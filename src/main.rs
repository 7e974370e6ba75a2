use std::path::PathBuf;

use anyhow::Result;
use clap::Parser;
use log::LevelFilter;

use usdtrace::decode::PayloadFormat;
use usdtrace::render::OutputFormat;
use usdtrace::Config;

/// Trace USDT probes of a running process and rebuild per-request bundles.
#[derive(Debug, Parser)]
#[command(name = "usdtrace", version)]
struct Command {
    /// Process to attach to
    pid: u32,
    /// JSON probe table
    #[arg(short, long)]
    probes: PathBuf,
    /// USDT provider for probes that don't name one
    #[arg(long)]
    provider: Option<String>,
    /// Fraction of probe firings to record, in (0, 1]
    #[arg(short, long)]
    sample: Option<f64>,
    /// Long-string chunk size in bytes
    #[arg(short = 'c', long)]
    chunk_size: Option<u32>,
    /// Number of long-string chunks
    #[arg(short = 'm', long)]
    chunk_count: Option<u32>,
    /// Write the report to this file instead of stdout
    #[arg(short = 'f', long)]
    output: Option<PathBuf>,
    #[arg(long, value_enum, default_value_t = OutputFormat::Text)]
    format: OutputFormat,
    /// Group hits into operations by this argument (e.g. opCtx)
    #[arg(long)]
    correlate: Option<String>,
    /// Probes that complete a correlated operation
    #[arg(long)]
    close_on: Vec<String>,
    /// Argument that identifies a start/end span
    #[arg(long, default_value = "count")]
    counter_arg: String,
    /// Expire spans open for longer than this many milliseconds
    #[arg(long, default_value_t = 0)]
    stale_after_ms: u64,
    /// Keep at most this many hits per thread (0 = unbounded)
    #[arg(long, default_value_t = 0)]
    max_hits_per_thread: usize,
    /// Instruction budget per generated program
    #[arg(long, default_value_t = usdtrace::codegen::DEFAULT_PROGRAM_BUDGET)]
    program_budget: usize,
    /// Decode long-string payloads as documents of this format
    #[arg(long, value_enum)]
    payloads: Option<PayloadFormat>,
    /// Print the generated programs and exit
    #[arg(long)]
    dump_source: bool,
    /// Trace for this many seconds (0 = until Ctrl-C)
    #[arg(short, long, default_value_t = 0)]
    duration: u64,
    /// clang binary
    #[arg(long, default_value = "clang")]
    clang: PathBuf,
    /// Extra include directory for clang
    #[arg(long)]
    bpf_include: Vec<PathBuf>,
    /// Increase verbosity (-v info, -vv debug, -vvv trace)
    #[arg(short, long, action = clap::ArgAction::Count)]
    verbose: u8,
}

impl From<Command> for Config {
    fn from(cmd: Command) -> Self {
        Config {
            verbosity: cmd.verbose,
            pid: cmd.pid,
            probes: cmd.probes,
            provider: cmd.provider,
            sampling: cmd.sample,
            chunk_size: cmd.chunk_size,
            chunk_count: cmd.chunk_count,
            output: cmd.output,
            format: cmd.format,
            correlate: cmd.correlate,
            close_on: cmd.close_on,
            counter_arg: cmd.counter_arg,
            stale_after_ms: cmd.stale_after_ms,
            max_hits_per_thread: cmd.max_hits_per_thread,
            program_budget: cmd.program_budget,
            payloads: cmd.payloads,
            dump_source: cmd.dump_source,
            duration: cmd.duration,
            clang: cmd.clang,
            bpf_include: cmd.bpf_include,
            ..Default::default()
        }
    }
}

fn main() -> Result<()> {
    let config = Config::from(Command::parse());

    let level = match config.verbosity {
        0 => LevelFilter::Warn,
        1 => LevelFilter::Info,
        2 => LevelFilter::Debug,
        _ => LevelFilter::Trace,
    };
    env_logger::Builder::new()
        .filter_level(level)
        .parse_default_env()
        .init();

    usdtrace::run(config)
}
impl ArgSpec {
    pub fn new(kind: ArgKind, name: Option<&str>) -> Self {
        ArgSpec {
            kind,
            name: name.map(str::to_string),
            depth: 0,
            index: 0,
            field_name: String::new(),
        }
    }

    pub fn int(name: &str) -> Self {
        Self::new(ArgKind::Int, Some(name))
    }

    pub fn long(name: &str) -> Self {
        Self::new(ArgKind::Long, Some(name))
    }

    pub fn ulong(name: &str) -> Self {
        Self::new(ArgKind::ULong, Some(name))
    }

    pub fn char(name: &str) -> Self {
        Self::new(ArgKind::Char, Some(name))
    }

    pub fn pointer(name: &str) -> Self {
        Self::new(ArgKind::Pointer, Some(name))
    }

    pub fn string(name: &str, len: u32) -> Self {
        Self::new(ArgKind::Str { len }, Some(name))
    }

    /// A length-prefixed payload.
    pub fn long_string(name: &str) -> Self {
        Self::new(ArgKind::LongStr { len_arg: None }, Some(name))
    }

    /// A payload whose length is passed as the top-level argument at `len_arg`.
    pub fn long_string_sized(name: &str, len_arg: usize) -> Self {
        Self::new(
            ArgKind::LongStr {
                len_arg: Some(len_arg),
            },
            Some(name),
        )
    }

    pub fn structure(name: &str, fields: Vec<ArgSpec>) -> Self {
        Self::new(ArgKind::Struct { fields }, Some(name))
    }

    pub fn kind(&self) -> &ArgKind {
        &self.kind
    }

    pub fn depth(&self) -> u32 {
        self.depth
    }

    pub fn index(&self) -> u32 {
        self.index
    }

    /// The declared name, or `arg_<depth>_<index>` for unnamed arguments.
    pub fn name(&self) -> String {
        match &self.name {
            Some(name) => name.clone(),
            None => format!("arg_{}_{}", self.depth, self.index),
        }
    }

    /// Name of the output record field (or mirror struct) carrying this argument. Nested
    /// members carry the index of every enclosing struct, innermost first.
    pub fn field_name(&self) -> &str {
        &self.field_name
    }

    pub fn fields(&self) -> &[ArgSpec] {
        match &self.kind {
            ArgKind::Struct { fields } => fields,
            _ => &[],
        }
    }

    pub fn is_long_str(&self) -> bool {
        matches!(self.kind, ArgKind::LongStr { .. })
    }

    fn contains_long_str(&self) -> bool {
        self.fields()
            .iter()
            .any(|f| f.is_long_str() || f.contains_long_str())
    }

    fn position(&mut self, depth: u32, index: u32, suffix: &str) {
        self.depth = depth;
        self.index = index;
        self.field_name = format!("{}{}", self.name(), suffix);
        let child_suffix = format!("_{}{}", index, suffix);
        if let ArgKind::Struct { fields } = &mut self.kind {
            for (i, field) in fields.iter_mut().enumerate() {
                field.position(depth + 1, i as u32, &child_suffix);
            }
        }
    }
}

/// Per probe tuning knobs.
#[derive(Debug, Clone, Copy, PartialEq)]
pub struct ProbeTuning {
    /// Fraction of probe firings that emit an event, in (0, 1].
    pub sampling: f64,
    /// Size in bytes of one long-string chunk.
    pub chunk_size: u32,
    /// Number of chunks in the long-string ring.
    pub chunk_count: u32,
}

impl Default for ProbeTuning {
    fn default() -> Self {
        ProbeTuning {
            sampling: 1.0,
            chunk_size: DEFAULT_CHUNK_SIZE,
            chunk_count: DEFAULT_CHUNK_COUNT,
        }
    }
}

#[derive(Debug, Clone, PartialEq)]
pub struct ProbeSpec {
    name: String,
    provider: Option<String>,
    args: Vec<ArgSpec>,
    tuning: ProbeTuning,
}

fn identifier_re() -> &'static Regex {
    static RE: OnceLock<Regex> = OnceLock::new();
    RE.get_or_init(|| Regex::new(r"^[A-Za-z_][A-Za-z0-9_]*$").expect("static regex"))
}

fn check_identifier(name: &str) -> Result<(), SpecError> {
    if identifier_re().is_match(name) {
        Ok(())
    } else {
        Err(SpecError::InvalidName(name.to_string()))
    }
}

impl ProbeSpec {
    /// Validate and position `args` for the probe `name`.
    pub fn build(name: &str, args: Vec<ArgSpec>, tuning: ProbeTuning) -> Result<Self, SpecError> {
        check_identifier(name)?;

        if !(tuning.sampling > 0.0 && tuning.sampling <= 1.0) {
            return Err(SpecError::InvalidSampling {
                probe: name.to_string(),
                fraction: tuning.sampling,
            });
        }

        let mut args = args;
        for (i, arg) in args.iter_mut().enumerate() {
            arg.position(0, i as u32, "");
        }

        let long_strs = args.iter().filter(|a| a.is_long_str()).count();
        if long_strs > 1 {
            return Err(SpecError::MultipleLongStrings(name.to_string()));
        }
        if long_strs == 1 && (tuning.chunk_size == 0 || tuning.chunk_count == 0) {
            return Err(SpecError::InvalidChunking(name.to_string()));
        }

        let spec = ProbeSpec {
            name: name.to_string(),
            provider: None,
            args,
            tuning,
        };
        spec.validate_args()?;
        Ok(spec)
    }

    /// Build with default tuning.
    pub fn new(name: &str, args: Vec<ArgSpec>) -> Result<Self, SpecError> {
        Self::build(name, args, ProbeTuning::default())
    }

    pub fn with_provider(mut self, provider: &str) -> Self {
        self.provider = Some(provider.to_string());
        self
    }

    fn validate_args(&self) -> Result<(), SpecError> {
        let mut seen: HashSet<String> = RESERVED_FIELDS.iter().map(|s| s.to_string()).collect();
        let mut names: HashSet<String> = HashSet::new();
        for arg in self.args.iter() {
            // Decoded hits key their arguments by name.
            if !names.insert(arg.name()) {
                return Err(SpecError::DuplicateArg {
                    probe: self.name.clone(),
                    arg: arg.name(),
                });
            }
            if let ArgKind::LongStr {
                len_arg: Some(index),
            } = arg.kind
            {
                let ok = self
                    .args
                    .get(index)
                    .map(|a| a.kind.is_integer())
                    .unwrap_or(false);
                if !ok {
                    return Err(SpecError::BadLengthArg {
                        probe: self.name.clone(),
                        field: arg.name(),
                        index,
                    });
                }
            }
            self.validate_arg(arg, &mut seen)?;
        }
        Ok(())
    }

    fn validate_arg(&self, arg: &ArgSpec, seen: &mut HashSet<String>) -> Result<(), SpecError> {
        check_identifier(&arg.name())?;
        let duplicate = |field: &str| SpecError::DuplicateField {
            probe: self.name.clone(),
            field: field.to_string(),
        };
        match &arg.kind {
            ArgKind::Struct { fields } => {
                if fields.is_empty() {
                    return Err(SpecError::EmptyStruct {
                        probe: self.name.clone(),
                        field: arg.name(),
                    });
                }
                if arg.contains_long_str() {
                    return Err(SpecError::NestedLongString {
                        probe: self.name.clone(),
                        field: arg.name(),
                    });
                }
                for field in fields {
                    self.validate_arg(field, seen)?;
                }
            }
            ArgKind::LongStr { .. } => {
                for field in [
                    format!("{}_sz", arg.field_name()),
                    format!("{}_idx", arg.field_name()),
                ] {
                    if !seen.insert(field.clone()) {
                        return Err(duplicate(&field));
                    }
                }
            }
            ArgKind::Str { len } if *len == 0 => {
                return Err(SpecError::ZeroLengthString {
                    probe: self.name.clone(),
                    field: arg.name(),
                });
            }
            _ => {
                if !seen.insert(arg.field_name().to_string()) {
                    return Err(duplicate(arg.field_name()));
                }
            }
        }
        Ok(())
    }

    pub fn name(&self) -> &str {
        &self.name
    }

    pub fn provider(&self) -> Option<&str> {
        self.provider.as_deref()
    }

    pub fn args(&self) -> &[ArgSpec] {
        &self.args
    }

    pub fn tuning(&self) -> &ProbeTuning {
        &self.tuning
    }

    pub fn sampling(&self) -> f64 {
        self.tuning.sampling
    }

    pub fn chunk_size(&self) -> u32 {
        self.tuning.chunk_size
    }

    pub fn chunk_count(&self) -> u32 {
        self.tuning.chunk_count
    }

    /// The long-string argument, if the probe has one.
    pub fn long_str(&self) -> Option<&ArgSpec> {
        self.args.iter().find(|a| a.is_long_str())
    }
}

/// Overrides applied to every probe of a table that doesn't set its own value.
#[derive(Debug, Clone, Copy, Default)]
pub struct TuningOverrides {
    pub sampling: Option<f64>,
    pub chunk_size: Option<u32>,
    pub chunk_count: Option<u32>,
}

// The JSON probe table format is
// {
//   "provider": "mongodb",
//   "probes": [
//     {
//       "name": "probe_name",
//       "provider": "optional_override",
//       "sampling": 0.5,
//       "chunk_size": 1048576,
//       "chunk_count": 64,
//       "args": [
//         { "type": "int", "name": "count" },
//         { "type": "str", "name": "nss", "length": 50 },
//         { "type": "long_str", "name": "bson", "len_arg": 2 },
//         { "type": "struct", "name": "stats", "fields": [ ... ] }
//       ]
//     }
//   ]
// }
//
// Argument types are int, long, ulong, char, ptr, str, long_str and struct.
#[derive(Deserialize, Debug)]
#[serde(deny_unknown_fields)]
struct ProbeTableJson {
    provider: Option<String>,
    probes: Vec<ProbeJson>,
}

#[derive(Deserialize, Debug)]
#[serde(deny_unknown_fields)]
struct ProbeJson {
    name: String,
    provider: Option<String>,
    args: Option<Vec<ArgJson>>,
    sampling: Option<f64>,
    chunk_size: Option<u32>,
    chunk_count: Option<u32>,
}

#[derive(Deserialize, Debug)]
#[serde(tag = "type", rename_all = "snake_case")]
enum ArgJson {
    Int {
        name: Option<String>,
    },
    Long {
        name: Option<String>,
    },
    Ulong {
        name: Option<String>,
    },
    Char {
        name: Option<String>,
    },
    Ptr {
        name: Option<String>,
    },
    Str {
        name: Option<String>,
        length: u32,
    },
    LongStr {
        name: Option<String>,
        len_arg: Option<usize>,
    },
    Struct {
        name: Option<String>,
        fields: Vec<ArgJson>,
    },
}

- [Exercise objective]: The answer must consist of each line in the entries above that includes "payloads".

- [Answer area]:
    /// Decode long-string payloads as documents of this format
    payloads: Option<PayloadFormat>,
            payloads: cmd.payloads,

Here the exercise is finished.